→ **TASK OBJECTIVE**
Keep only the lines from the start of the data through the line containing "(writer task) while", and output them exactly.

(Dataset entries)
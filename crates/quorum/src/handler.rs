//! Per-connection handler: admission, outbound pump, inbound routing.
//!
//! Each accepted connection gets its own Tokio task running this
//! handler. Connecting IS the admission attempt — there is no handshake
//! step. The flow is:
//!   1. Ask the room to admit the connection
//!   2. Rejected → send `lobby/rejected`, close, done
//!   3. Admitted → pump room outbound to the socket (writer task) while
//!      decoding inbound frames into the room (this task)
//!   4. Socket closes → report the disconnect, unconditionally

use std::sync::Arc;

use quorum_protocol::{system, Codec, Envelope, PlayerId, ProtocolError, Rejected, RejectReason};
use quorum_room::{Outbound, RoomError};
use quorum_transport::{Connection, WebSocketConnection};
use tokio::sync::mpsc;

use crate::server::ServerState;
use crate::LobbyError;

/// Handles a single connection from accept to close.
pub(crate) async fn handle_connection<C: Codec + Clone>(
    conn: WebSocketConnection,
    state: Arc<ServerState<C>>,
) -> Result<(), LobbyError> {
    let player_id = PlayerId(conn.id().into_inner());
    let (tx, rx) = mpsc::unbounded_channel();

    let player = match state.room.join(player_id, tx).await {
        Ok(player) => player,
        Err(e) => return reject(&conn, &state.codec, player_id, e).await,
    };
    tracing::info!(%player_id, name = %player.name, "participant connected");

    let conn = Arc::new(conn);

    // Writer task: pumps room outbound onto the socket. Exits when the
    // room severs the channel (teardown) or the socket dies.
    let writer = tokio::spawn(pump_outbound(
        Arc::clone(&conn),
        state.codec.clone(),
        rx,
        player_id,
    ));

    // Read loop: decode inbound frames into the room.
    loop {
        match conn.recv().await {
            Ok(Some(data)) => match state.codec.decode::<Envelope>(&data) {
                Ok(envelope) => state.room.deliver(player_id, envelope),
                Err(e) => {
                    tracing::debug!(%player_id, error = %e, "undecodable frame, ignoring");
                }
            },
            Ok(None) => {
                tracing::info!(%player_id, "connection closed");
                break;
            }
            Err(e) => {
                tracing::debug!(%player_id, error = %e, "recv error");
                break;
            }
        }
    }

    // A closed transport is a disconnect, whatever the phase. The room
    // drops our sender in response, which ends the writer task.
    state.room.leave(player_id);
    let _ = writer.await;
    Ok(())
}

/// Forwards outbound instructions from the room to the socket.
async fn pump_outbound<C: Codec>(
    conn: Arc<WebSocketConnection>,
    codec: C,
    mut rx: mpsc::UnboundedReceiver<Outbound>,
    player_id: PlayerId,
) {
    while let Some(out) = rx.recv().await {
        match out {
            Outbound::Event(envelope) => {
                let bytes = match codec.encode(&envelope) {
                    Ok(bytes) => bytes,
                    Err(e) => {
                        tracing::error!(%player_id, error = %e, "outbound encode failed");
                        continue;
                    }
                };
                if conn.send(&bytes).await.is_err() {
                    break;
                }
            }
            Outbound::Close => break,
        }
    }
    // Whether the room ordered the close or just dropped the channel,
    // the transport is severed here.
    let _ = conn.close().await;
}

/// Reports a rejected admission to the connection, then closes it.
///
/// Only the two expected rejection reasons go on the wire; anything
/// else stopping an admission is a server-side problem that belongs in
/// the log, not in a client payload.
async fn reject<C: Codec>(
    conn: &WebSocketConnection,
    codec: &C,
    player_id: PlayerId,
    err: RoomError,
) -> Result<(), LobbyError> {
    let reason = match err {
        RoomError::RoomFull => Some(RejectReason::RoomFull),
        RoomError::GameInProgress => Some(RejectReason::GameInProgress),
        other => {
            tracing::error!(%player_id, error = %other, "admission failed");
            None
        }
    };

    if let Some(reason) = reason {
        tracing::info!(%player_id, ?reason, "admission rejected");
        let data =
            serde_json::to_value(Rejected { reason }).map_err(ProtocolError::Encode)?;
        let bytes = codec.encode(&Envelope::new(system::REJECTED, data))?;
        // Best effort: the peer may already be gone.
        let _ = conn.send(&bytes).await;
    }

    let _ = conn.close().await;
    Ok(())
}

→ **EXERCISE OUTPUT**
filename crates/quorum/src/handler.rs
//! Per-connection handler: admission, outbound pump, inbound routing.
//!
//! Each accepted connection gets its own Tokio task running this
//! handler. Connecting IS the admission attempt — there is no handshake
//! step. The flow is:
//!   1. Ask the room to admit the connection
//!   2. Rejected → send `lobby/rejected`, close, done
//!   3. Admitted → pump room outbound to the socket (writer task) while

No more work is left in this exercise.